こちらの様子を伺っている騎兵隊の姿を視認したからだ。
「後退せよ!敵騎兵隊の動きに注意しつつ、後退!」
バニパルの指示の元、全軍を後退させる。
敵騎兵隊の動きを注視するが、動きは見られない。
「敵もなかなかのものですな。」
隣に馬を並べるバクー・アクルが口にする。
「そうだな。まだまだ手を隠していよう。」
そう。だからこそ余力があるうちに後退する。
こうやって、手の内を一つ一つ晒させていくのだ。
遠征軍といっても、ここはまだオスマル帝国領内だ。持久戦になっても、補給は比較的容易に受けられる。

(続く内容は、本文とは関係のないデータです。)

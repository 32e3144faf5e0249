use tracing::{debug, info, instrument};

use task_assigning_domain::{
    AssignmentDecision, OrganizationalEntity, PersistenceContext, TaskLifecycleService, TaskStatus,
};
use task_assigning_errors::{TaskAssigningError, TaskAssigningResult};

/// 只有尚未开始的任务允许委派
pub const DELEGATION_ALLOWED_STATUSES: [TaskStatus; 2] = [TaskStatus::Ready, TaskStatus::Reserved];

/// 分配决策同步命令
///
/// 所有命令都在调用方提供的工作单元内执行，重复投递是安全的。
#[derive(Debug, Clone, PartialEq, Eq)]
pub enum PlanningCommand {
    SaveDecision {
        task_id: i64,
        assigned_user: String,
        index: i32,
        published: bool,
    },
    DeleteDecision {
        task_id: i64,
    },
    DelegateAndSave {
        task_id: i64,
        acting_user: String,
        target_user: String,
        index: i32,
        published: bool,
    },
}

impl PlanningCommand {
    pub fn task_id(&self) -> i64 {
        match self {
            PlanningCommand::SaveDecision { task_id, .. }
            | PlanningCommand::DeleteDecision { task_id }
            | PlanningCommand::DelegateAndSave { task_id, .. } => *task_id,
        }
    }

    pub fn is_delegation(&self) -> bool {
        matches!(self, PlanningCommand::DelegateAndSave { .. })
    }

    pub async fn execute<C>(&self, ctx: &C) -> TaskAssigningResult<()>
    where
        C: PersistenceContext + TaskLifecycleService + ?Sized,
    {
        match self {
            PlanningCommand::SaveDecision {
                task_id,
                assigned_user,
                index,
                published,
            } => save_decision(ctx, *task_id, assigned_user, *index, *published).await,
            PlanningCommand::DeleteDecision { task_id } => delete_decision(ctx, *task_id).await,
            PlanningCommand::DelegateAndSave {
                task_id,
                acting_user,
                target_user,
                index,
                published,
            } => {
                delegate_and_save(ctx, *task_id, acting_user, target_user, *index, *published)
                    .await
            }
        }
    }
}

/// 查找后更新或新建分配决策
#[instrument(skip(ctx))]
pub async fn save_decision<C>(
    ctx: &C,
    task_id: i64,
    assigned_user: &str,
    index: i32,
    published: bool,
) -> TaskAssigningResult<()>
where
    C: PersistenceContext + ?Sized,
{
    match ctx.find_decision(task_id).await? {
        Some(mut decision) => {
            decision.assigned_user = assigned_user.to_string();
            decision.index = index;
            decision.published = published;
            decision.last_modification_date = chrono::Utc::now();
            ctx.merge_decision(&decision).await?;
            debug!("更新分配决策: 任务 {}, 用户 {}, 位置 {}", task_id, assigned_user, index);
        }
        None => {
            let decision =
                AssignmentDecision::new(task_id, assigned_user.to_string(), index, published);
            ctx.persist_decision(&decision).await?;
            debug!("新建分配决策: 任务 {}, 用户 {}, 位置 {}", task_id, assigned_user, index);
        }
    }
    Ok(())
}

/// 决策不存在时什么也不做
#[instrument(skip(ctx))]
pub async fn delete_decision<C>(ctx: &C, task_id: i64) -> TaskAssigningResult<()>
where
    C: PersistenceContext + ?Sized,
{
    if let Some(decision) = ctx.find_decision(task_id).await? {
        ctx.remove_decision(&decision).await?;
        debug!("删除分配决策: 任务 {}", task_id);
    }
    Ok(())
}

/// 委派任务并保存决策
///
/// 状态校验失败时不产生任何副作用。委派与决策写入依赖调用方的工作单元一起提交。
#[instrument(skip(ctx))]
pub async fn delegate_and_save<C>(
    ctx: &C,
    task_id: i64,
    acting_user: &str,
    target_user: &str,
    index: i32,
    published: bool,
) -> TaskAssigningResult<()>
where
    C: PersistenceContext + TaskLifecycleService + ?Sized,
{
    let status = ctx.task_status(task_id).await?;
    if !DELEGATION_ALLOWED_STATUSES.contains(&status) {
        let allowed: Vec<&str> = DELEGATION_ALLOWED_STATUSES.iter().map(|s| s.as_str()).collect();
        return Err(TaskAssigningError::status_mismatch(task_id, status.as_str(), &allowed));
    }

    ctx.delegate(task_id, acting_user, target_user).await?;
    let added = ctx
        .add_potential_owner(task_id, &OrganizationalEntity::user(target_user))
        .await?;
    if added {
        debug!("用户 {} 被加入任务 {} 的候选所有者", target_user, task_id);
    }

    save_decision(ctx, task_id, target_user, index, published).await?;
    info!("任务 {} 已由 {} 委派给 {}", task_id, acting_user, target_user);
    Ok(())
}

それに対して龍王国軍は純然たる遠征軍であり、補給は容易ではない。
容易ではないからこそ、この周囲の街や村々で略奪をしていたのだ。
「もう一押ししたかったが、ここまでにしておこう。」
バニパルはそう口にして軍を本陣まで後退させた。
☆ ☆ ☆
後退するオスマル帝国軍を見て、エストレイシアは櫓から降りる。
「敵は今日は来ない。怪我の治療と、死者の埋葬をしてやれ。」
今日はもう来ない、その言葉に疑問を覚えてルドラが問う。
「今日は来ないって、なぜでしょうか?」
「こちらが手をひとつ晒したからな。」
オスマル帝国軍はこちらの手をひとつひとつ暴き、それに対応させることによってじわじわと、それこそ真綿で首を締めるように浸透してくる気なのだ。
それができるのも、圧倒的な物量があればこそ。
そして、それだからこそオスマル帝国軍は持久戦を選択する。
「夜襲を仕掛けますか?」
「無駄だ。敵は夜襲に備えているだろう。」
ルドラに簡潔に答えると、
「それよりも、兵に休息をとらせよ。それが優先だ。」
そう指示を出し、
「私も少し休む。敵襲があれば起こせ。」
そう言うと陣屋へと入り、休息を取るのだった。
☆ ☆ ☆
バニパルの方はというと、今回の投石の対応策を講じさせる。
こうやってひとつひとつ暴き、対応していけばやがて敵はジリ貧になる。
その時にどう動くのか?
一発逆転を狙って攻勢に出るか、それとも撤退するか。
どちらにせよ、手の内を全てさらけ出させた後ならば、警戒するものは何もない。
ただ、油断することなく進めていけばよいのだ。
この時点で、バニパルは勝利はほぼ手中にあると信じていた。